Questo è l’esercizio che vi lascerei alla luce della parola del Papa che chiama tutti i giovani del mondo insieme alla giovane Maria a ripetere le parole del canto “grandi cose ha fatto in me l’Onnipotente”.
 
Tutto questo ce lo stiamo dicendo attorno ai resti mortali di una santa, di una giovane donna bergamasca che 60 anni fa (non un’infinità) è morta uccisa da quella violenza che – in maniera che ci sembra incredibile – continua a ripetersi. Noi gli uomini e le donne del XXI secolo ancora così barbari nelle nostre violenze e soprattutto in una violenza che sembra scatenarsi in una maniera che ci sorprende e ci intimorisce soprattutto nei confronti delle donne e dei bambini.
 
La Chiesa, con Papa Giovanni Paolo II, riconosce nella morte di Pierina Morosini il segno del martirio. Una vita dimessa la sua, una vita tutta impregnata di fede, una vita tra lavoro e famiglia, la parrocchia, la passione missionaria. Passioni molto spesso custodite segrete nel cuore: voleva addirittura consacrarsi e non lo potrà. Alla fine una vita segnata dallo stigma della violenza e nello stesso tempo della testimonianza dell’amore. È il martirio.
 
Vorrei consegnarvi tre doni che mi sembra che la beata Pierina possa lasciare a tutti, certamente a voi cari giovani.
 
Il dono della dignità, innanzitutto. Una famiglia molto povera, un lavoro modestissimo. Per nulla appariscente. Tuttavia, fino all’ultimo, una grande dignità. Cari amici, desideriamo che la nostra dignità venga rispettata, ma per primi noi onoriamo la nostra dignità. Così ha fatto lei e ci lascia questo dono.
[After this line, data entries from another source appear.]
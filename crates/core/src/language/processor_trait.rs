// crates/core/src/language/processor_trait.rs
//! 行分類トレイト
//!
//! 各言語のコメント処理プロセッサに共通のインターフェースを提供します。
//!
//! # Example
//!
//! ```rust
//! use author_sloc_core::language::{LineKind, LineProcessor};
//!
//! struct SlashProcessor;
//!
//! impl LineProcessor for SlashProcessor {
//!     fn classify_line(&mut self, line: &str) -> LineKind {
//!         match line.trim() {
//!             "" => LineKind::Blank,
//!             t if t.starts_with("//") => LineKind::Comment,
//!             _ => LineKind::Code,
//!         }
//!     }
//! }
//!
//! let tally = SlashProcessor.tally("// doc\nlet x = 1;\n\n");
//! assert_eq!(tally.code, 1usize);
//! assert_eq!(tally.comment, 1usize);
//! assert_eq!(tally.blank, 1usize);
//! ```

use author_sloc_shared_kernel::LineCount;

/// 行の分類
#[derive(Debug, Clone, Copy, PartialEq, Eq, Hash)]
pub enum LineKind {
    /// 空行、または `}` などの区切り記号だけの行
    Blank,
    /// コードを含む行（コメントが同居していてもコード扱い）
    Code,
    /// コメントのみの行
    Comment,
    /// 文字列リテラルのみの行
    String,
}

/// Per-kind line totals for one source text.
#[derive(Debug, Default, Clone, Copy, PartialEq, Eq)]
pub struct LineTally {
    pub code: LineCount,
    pub comment: LineCount,
    pub string: LineCount,
    pub blank: LineCount,
}

impl LineTally {
    pub fn record(&mut self, kind: LineKind) {
        match kind {
            LineKind::Blank => self.blank.bump(),
            LineKind::Code => self.code.bump(),
            LineKind::Comment => self.comment.bump(),
            LineKind::String => self.string.bump(),
        }
    }

    /// Total physical lines seen.
    #[must_use]
    pub fn lines(&self) -> LineCount {
        self.code + self.comment + self.string + self.blank
    }
}

/// 行分類トレイト
///
/// 各言語プロセッサはこのトレイトを実装することで、
/// 統一されたインターフェースを通じて行の分類を行います。
pub trait LineProcessor: Send {
    /// 行を処理し、その分類を返す
    ///
    /// `line` は改行を含まない。ブロックコメントなど複数行にまたがる状態は
    /// プロセッサ内部で保持する。
    fn classify_line(&mut self, line: &str) -> LineKind;

    /// Classifies every line of `text` and returns the totals.
    fn tally(&mut self, text: &str) -> LineTally {
        let mut tally = LineTally::default();
        for line in text.lines() {
            tally.record(self.classify_line(line));
        }
        tally
    }

    /// 処理状態をリセット
    ///
    /// 新しいファイルの処理を開始する前に呼び出します。
    fn reset(&mut self) {}

    /// 現在ブロックコメント内かどうかを返す（デバッグ用）
    fn is_in_block_comment(&self) -> bool {
        false
    }
}

impl LineProcessor for Box<dyn LineProcessor> {
    fn classify_line(&mut self, line: &str) -> LineKind {
        (**self).classify_line(line)
    }

    fn tally(&mut self, text: &str) -> LineTally {
        (**self).tally(text)
    }

    fn reset(&mut self) {
        (**self).reset();
    }

    fn is_in_block_comment(&self) -> bool {
        (**self).is_in_block_comment()
    }
}

/// Accumulates the parts found on one line and decides its [`LineKind`].
#[derive(Debug, Default, Clone, Copy)]
pub(crate) struct LineParts {
    pub code: bool,
    pub comment: bool,
    pub string: bool,
}

impl LineParts {
    pub(crate) fn add_fragment(&mut self, kind: super::string_utils::FragmentKind) {
        use super::string_utils::FragmentKind;
        match kind {
            FragmentKind::Code => self.code = true,
            FragmentKind::StringOnly => self.string = true,
            FragmentKind::White => {}
        }
    }

    pub(crate) const fn kind(self) -> LineKind {
        if self.code {
            LineKind::Code
        } else if self.comment {
            LineKind::Comment
        } else if self.string {
            LineKind::String
        } else {
            LineKind::Blank
        }
    }
}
Non è orgoglio, non è l’essere più bravi, è proprio riconoscere quell’interiore mistero di cui ciascuno di noi è portatore. È riconoscere che nella mia vita, proprio per quella che è, Dio ha fatto grandi cose. È riconoscere quella scintilla di umanità di cui ciascuno di noi è custode. Che gli altri rispettino la nostra dignità, ma che ciascuno di noi la onori.
 
La beata Pierina ci lascia poi il dono della mitezza. La mitezza non è essere delle persone che non si appassionano di niente, che non sono capaci di resistere al male, che non combattono per nulla. Non è questa la mitezza. Non è indifferenza. La mitezza è la forza della verità. Questo è il dono che a volte persone molto semplici di consegnano. Noi spesso riteniamo che sia la verità della forza quella che è capace di ribaltare le situazioni di male. Non è la verità della forza, ma la forza della verità, cioè la mitezza, che si impone anche ai più forti, anche ai potenti. È la forza di Gesù.
 
Il terzo dono è la fede. Care ragazze e cari ragazzi, abbiamo bisogno di fede. Abbiamo bisogno di fede in Dio e abbiamo bisogno di fede negli umani. Non abbiamo fede in Dio e non riusciamo più a fidarci di nessuno. Se non ci fidiamo più di nessuno, facciamo fatica a fidarci di Dio. Abbiamo bisogno di fede. Questa giovane donna con il suo martirio ci consegna il dono della sua fede grande.
 
La nostra assemblea questa sera per me è un dono di Dio. Potrò tornare alla mia casa questa sera e dire: grandi cose ha fatto in me l’Onnipotente grazie a voi. Che ognuno stasera, tornando a casa, possa ripetere lo stesso.